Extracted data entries
=====
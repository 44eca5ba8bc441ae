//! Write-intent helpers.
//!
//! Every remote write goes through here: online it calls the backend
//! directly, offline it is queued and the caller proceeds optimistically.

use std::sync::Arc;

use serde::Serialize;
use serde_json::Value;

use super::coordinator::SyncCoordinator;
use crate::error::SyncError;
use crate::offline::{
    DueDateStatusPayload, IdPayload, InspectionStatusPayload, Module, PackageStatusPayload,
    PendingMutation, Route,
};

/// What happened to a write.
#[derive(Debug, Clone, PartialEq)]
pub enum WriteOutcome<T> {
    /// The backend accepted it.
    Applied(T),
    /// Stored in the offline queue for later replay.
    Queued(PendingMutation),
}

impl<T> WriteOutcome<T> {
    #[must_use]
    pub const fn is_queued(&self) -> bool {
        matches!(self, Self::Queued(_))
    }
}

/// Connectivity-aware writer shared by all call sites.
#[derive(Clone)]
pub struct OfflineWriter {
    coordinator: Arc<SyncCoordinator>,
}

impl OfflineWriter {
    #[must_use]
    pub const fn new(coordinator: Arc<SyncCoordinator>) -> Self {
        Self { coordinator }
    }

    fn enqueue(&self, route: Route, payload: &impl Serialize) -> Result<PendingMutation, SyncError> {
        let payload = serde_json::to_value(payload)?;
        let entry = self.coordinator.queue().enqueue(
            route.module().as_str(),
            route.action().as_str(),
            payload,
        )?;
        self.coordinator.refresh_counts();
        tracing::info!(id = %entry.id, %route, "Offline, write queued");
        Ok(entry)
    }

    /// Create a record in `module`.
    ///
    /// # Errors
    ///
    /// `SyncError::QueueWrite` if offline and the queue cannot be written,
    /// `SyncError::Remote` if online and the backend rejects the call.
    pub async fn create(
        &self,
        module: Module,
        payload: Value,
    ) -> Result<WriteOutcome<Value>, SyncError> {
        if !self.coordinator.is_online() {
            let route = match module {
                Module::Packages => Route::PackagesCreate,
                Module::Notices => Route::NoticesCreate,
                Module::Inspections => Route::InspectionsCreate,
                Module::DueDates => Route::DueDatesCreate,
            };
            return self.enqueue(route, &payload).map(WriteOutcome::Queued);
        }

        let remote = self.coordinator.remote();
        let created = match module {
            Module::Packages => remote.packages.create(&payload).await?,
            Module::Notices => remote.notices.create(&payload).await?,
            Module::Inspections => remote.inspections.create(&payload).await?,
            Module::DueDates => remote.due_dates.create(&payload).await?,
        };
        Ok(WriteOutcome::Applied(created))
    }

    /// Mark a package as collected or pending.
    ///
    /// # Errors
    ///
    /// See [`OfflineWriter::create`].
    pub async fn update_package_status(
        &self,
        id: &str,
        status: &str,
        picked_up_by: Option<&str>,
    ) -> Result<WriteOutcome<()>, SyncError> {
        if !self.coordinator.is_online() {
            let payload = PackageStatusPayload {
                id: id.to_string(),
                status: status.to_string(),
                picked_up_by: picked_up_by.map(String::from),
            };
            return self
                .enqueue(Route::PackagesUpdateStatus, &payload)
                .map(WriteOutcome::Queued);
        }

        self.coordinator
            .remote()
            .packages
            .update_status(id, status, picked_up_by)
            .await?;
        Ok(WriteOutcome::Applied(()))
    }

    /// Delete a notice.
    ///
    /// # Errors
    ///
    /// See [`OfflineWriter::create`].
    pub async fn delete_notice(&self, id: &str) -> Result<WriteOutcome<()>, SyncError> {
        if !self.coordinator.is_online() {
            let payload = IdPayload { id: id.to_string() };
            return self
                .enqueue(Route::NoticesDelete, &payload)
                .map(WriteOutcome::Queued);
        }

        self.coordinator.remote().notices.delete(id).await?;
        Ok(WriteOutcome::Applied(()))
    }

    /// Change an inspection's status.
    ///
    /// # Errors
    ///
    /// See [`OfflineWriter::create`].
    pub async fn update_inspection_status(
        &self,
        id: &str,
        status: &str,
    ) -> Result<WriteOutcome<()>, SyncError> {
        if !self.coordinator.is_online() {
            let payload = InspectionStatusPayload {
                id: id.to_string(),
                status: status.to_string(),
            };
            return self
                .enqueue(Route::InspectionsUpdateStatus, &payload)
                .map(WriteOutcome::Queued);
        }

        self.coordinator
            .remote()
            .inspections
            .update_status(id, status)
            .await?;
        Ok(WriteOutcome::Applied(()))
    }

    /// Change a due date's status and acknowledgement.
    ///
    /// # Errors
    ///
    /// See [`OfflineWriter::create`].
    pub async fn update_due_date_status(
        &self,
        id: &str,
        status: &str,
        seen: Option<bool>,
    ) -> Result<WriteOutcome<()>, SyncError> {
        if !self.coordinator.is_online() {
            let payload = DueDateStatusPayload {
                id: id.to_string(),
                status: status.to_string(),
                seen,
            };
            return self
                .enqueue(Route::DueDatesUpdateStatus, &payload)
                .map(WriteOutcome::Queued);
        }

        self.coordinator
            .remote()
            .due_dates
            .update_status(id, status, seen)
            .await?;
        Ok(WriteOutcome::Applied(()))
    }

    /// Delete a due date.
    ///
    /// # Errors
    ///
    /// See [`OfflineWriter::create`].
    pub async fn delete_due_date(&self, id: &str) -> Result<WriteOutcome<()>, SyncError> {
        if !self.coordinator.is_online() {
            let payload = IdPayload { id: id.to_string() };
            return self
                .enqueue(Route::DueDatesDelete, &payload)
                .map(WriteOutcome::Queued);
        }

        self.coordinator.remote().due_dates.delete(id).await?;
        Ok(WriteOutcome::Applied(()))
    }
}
=====
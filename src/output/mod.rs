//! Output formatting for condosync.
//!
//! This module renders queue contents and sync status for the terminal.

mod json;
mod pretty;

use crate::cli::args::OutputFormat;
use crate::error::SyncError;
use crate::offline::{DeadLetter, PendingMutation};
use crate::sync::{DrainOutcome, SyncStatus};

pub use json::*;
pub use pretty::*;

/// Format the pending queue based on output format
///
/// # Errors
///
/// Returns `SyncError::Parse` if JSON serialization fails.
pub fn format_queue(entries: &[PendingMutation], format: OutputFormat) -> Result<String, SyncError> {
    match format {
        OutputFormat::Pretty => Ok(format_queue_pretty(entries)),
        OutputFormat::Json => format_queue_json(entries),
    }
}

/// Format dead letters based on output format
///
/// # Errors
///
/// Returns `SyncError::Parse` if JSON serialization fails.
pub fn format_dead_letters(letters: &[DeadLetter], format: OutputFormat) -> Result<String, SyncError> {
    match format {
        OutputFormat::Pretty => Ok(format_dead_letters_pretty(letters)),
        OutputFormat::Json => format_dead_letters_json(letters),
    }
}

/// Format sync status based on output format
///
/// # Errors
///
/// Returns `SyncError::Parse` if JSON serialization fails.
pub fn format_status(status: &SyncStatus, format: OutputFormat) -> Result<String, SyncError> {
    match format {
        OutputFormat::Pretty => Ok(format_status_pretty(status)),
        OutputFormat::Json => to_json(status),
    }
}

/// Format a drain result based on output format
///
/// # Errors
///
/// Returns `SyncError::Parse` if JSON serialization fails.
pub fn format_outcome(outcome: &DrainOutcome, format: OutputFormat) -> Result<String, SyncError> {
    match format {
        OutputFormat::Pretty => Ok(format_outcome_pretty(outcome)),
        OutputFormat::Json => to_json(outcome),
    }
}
=====
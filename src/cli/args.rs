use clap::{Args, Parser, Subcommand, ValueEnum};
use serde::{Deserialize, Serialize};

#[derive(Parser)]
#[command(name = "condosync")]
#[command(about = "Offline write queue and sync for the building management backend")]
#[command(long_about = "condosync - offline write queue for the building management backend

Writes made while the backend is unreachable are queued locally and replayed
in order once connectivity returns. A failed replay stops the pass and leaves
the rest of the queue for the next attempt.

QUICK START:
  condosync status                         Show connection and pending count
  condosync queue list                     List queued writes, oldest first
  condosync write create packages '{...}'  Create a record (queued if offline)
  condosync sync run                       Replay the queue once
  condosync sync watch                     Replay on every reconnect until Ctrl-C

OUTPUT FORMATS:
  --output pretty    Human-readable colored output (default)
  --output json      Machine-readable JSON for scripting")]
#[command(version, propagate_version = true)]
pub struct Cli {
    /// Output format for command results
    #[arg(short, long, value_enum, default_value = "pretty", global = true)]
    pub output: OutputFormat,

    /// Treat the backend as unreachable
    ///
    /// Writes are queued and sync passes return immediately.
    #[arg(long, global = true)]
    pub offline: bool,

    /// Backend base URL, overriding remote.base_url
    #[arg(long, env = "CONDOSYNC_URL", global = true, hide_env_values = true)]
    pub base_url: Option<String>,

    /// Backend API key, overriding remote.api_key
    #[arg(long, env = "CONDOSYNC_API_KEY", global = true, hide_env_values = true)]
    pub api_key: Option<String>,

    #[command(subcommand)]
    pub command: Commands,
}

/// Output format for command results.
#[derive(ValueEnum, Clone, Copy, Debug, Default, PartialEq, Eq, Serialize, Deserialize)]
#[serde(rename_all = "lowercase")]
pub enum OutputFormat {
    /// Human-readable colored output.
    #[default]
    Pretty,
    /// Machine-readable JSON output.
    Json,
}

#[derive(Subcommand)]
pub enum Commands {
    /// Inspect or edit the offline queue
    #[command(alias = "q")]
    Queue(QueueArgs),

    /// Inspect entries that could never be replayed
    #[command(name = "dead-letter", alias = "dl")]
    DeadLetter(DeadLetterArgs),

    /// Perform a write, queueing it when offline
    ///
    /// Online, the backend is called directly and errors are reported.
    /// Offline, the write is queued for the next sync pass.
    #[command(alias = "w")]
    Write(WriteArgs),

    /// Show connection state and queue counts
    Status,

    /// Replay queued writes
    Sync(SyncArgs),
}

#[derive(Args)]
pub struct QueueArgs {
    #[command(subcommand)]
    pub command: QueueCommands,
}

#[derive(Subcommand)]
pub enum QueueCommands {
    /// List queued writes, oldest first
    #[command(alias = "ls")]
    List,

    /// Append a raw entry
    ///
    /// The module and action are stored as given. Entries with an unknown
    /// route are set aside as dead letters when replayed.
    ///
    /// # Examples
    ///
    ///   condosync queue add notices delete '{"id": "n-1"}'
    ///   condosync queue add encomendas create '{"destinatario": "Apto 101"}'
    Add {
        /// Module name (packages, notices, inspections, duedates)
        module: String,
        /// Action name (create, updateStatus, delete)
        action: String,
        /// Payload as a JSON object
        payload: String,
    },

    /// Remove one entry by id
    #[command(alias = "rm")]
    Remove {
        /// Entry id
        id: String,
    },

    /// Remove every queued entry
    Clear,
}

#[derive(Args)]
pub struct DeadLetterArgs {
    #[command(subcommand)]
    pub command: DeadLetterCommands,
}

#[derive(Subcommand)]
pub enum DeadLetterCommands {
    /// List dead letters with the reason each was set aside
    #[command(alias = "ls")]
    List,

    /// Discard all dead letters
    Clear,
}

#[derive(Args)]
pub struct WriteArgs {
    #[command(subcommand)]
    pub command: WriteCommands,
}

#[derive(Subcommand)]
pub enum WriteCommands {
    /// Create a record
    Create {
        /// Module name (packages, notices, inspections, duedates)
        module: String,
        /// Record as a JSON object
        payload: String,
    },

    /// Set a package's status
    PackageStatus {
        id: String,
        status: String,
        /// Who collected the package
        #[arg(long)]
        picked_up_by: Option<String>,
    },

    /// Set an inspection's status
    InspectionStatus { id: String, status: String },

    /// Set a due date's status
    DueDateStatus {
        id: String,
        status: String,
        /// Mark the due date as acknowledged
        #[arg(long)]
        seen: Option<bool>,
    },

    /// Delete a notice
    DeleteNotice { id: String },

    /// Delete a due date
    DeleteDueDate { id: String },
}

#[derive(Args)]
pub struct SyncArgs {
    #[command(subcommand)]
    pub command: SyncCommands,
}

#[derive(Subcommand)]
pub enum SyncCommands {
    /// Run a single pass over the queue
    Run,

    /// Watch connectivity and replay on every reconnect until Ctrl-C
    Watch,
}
=====
Problem description
Go through the entries above and copy each line holding the string "letters".

Answer for the task
/// Format dead letters based on output format
pub fn format_dead_letters(letters: &[DeadLetter], format: OutputFormat) -> Result<String, SyncError> {
        OutputFormat::Pretty => Ok(format_dead_letters_pretty(letters)),
        OutputFormat::Json => format_dead_letters_json(letters),
    /// route are set aside as dead letters when replayed.
    /// List dead letters with the reason each was set aside
    /// Discard all dead letters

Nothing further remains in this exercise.